EXERCISE REQUIREMENTS → Go through the entries below and return every line that contains "Loads".

EXERCISE MATERIALS →
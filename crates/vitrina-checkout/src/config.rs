//! # Checkout Configuration
//!
//! Configuration management for the checkout engine.
//!
//! ## Configuration Sources
//! ```text
//! ┌─────────────────────────────────────────────────────────────────────────┐
//! │                    Configuration Priority                               │
//! │                                                                         │
//! │  1. Environment Variables (highest priority)                           │
//! │     VITRINA_API_URL=https://api.vitrina.example                        │
//! │     VITRINA_POLL_INTERVAL_SECS=3                                       │
//! │                                                                         │
//! │  2. TOML Config File                                                   │
//! │     ~/.config/vitrina-pos/checkout.toml (Linux)                        │
//! │     ~/Library/Application Support/com.vitrina.pos/checkout.toml        │
//! │                                                                         │
//! │  3. Default Values (lowest priority)                                   │
//! │     localhost API, 3 s poll, 10 min ceiling, 15 s request timeout      │
//! └─────────────────────────────────────────────────────────────────────────┘
//! ```
//!
//! ## Configuration File Format
//! ```toml
//! # checkout.toml
//! [backend]
//! base_url = "https://api.vitrina.example"
//! request_timeout_secs = 15
//!
//! [gateway]
//! branch_id = "SUCURSAL_DEFAULT"
//! poll_interval_secs = 3
//! poll_ceiling_secs = 600
//!
//! [store]
//! name = "Óptica Centro"
//! ```

use serde::{Deserialize, Serialize};
use std::path::PathBuf;
use std::time::Duration;
use tracing::{debug, info, warn};
use url::Url;

use crate::error::{CheckoutError, CheckoutResult};

// =============================================================================
// Backend Settings
// =============================================================================

/// Where the sales/payments/users services live.
#[derive(Debug, Clone, Serialize, Deserialize)]
pub struct BackendSettings {
    /// Base URL; endpoint paths (`/api/...`) are joined onto it.
    #[serde(default = "default_base_url")]
    pub base_url: String,

    /// Per-request timeout (seconds). Expiry is a transient network error.
    #[serde(default = "default_request_timeout")]
    pub request_timeout_secs: u64,
}

fn default_base_url() -> String {
    "http://localhost:3000".to_string()
}

fn default_request_timeout() -> u64 {
    15
}

impl Default for BackendSettings {
    fn default() -> Self {
        BackendSettings {
            base_url: default_base_url(),
            request_timeout_secs: default_request_timeout(),
        }
    }
}

// =============================================================================
// Gateway Settings
// =============================================================================

/// Gateway flow and reconciliation polling behavior.
#[derive(Debug, Clone, Serialize, Deserialize)]
pub struct GatewaySettings {
    /// Branch identifier sent with QR orders (`sucursal_id`).
    #[serde(default = "default_branch_id")]
    pub branch_id: String,

    /// Interval between authoritative payment fetches (seconds).
    #[serde(default = "default_poll_interval")]
    pub poll_interval_secs: u64,

    /// Ceiling after which an unresolved flow times out (seconds).
    #[serde(default = "default_poll_ceiling")]
    pub poll_ceiling_secs: u64,
}

fn default_branch_id() -> String {
    "SUCURSAL_DEFAULT".to_string()
}

fn default_poll_interval() -> u64 {
    3
}

fn default_poll_ceiling() -> u64 {
    600
}

impl Default for GatewaySettings {
    fn default() -> Self {
        GatewaySettings {
            branch_id: default_branch_id(),
            poll_interval_secs: default_poll_interval(),
            poll_ceiling_secs: default_poll_ceiling(),
        }
    }
}

// =============================================================================
// Store Settings
// =============================================================================

#[derive(Debug, Clone, Default, Serialize, Deserialize)]
pub struct StoreSettings {
    /// Human-readable store name, shown by the probe binary.
    #[serde(default)]
    pub name: String,
}

// =============================================================================
// Main Checkout Configuration
// =============================================================================

/// Complete checkout configuration.
#[derive(Debug, Clone, Default, Serialize, Deserialize)]
pub struct CheckoutConfig {
    #[serde(default)]
    pub backend: BackendSettings,

    #[serde(default)]
    pub gateway: GatewaySettings,

    #[serde(default)]
    pub store: StoreSettings,
}

impl CheckoutConfig {
    pub fn new() -> Self {
        Self::default()
    }

    /// Loads configuration from file, environment, and defaults.
    ///
    /// ## Load Order (later overrides earlier)
    /// 1. Default values
    /// 2. Config file (checkout.toml)
    /// 3. Environment variables
    pub fn load(config_path: Option<PathBuf>) -> CheckoutResult<Self> {
        let mut config = Self::default();

        if let Some(path) = config_path.or_else(Self::default_config_path) {
            if path.exists() {
                info!(?path, "Loading checkout config from file");
                let contents = std::fs::read_to_string(&path)?;
                config = toml::from_str(&contents)?;
            } else {
                debug!(?path, "Config file not found, using defaults");
            }
        }

        config.apply_env_overrides();
        config.validate()?;

        Ok(config)
    }

    /// Loads config or returns default if load fails.
    pub fn load_or_default(config_path: Option<PathBuf>) -> Self {
        Self::load(config_path).unwrap_or_else(|e| {
            warn!("Failed to load checkout config: {}. Using defaults.", e);
            Self::default()
        })
    }

    /// Saves configuration to file.
    pub fn save(&self, config_path: Option<PathBuf>) -> CheckoutResult<()> {
        let path = config_path
            .or_else(Self::default_config_path)
            .ok_or_else(|| CheckoutError::ConfigSaveFailed("No config path available".into()))?;

        if let Some(parent) = path.parent() {
            std::fs::create_dir_all(parent)
                .map_err(|e| CheckoutError::ConfigSaveFailed(e.to_string()))?;
        }

        let contents = toml::to_string_pretty(self)?;
        std::fs::write(&path, contents).map_err(|e| CheckoutError::ConfigSaveFailed(e.to_string()))?;

        info!(?path, "Checkout config saved");
        Ok(())
    }

    /// Validates the configuration.
    pub fn validate(&self) -> CheckoutResult<()> {
        let url = Url::parse(&self.backend.base_url)?;
        if url.scheme() != "http" && url.scheme() != "https" {
            return Err(CheckoutError::InvalidConfig(format!(
                "base_url must start with http:// or https://, got: {}",
                self.backend.base_url
            )));
        }

        if self.backend.request_timeout_secs == 0 {
            return Err(CheckoutError::InvalidConfig(
                "request_timeout_secs must be greater than 0".into(),
            ));
        }

        if self.gateway.poll_interval_secs == 0 {
            return Err(CheckoutError::InvalidConfig(
                "poll_interval_secs must be greater than 0".into(),
            ));
        }

        if self.gateway.poll_interval_secs >= self.gateway.poll_ceiling_secs {
            return Err(CheckoutError::InvalidConfig(format!(
                "poll_interval_secs ({}) must be smaller than poll_ceiling_secs ({})",
                self.gateway.poll_interval_secs, self.gateway.poll_ceiling_secs
            )));
        }

        if self.gateway.branch_id.trim().is_empty() {
            return Err(CheckoutError::InvalidConfig("branch_id must not be empty".into()));
        }

        Ok(())
    }

    /// Applies environment variable overrides.
    fn apply_env_overrides(&mut self) {
        if let Ok(url) = std::env::var("VITRINA_API_URL") {
            debug!(url = %url, "Overriding API URL from environment");
            self.backend.base_url = url;
        }

        if let Ok(branch) = std::env::var("VITRINA_BRANCH_ID") {
            self.gateway.branch_id = branch;
        }

        override_secs("VITRINA_POLL_INTERVAL_SECS", &mut self.gateway.poll_interval_secs);
        override_secs("VITRINA_POLL_CEILING_SECS", &mut self.gateway.poll_ceiling_secs);
        override_secs(
            "VITRINA_REQUEST_TIMEOUT_SECS",
            &mut self.backend.request_timeout_secs,
        );
    }

    /// Returns the default config file path.
    fn default_config_path() -> Option<PathBuf> {
        directories::ProjectDirs::from("com", "vitrina", "pos")
            .map(|dirs| dirs.config_dir().join("checkout.toml"))
    }

    // =========================================================================
    // Convenience Methods
    // =========================================================================

    pub fn poll_interval(&self) -> Duration {
        Duration::from_secs(self.gateway.poll_interval_secs)
    }

    pub fn poll_ceiling(&self) -> Duration {
        Duration::from_secs(self.gateway.poll_ceiling_secs)
    }

    pub fn request_timeout(&self) -> Duration {
        Duration::from_secs(self.backend.request_timeout_secs)
    }

    pub fn branch_id(&self) -> &str {
        &self.gateway.branch_id
    }

    /// Store name for headers and receipts; the branch id when unnamed.
    pub fn store_label(&self) -> &str {
        let name = self.store.name.trim();
        if name.is_empty() {
            self.branch_id()
        } else {
            name
        }
    }
}

fn override_secs(var: &str, target: &mut u64) {
    if let Ok(raw) = std::env::var(var) {
        match raw.trim().parse::<u64>() {
            Ok(secs) => {
                debug!(var, secs, "Overriding duration from environment");
                *target = secs;
            }
            Err(_) => warn!(var, value = %raw, "Ignoring non-numeric duration in environment"),
        }
    }
}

WRITTEN SOLUTION →
    /// Loads configuration from file, environment, and defaults.
    /// Loads config or returns default if load fails.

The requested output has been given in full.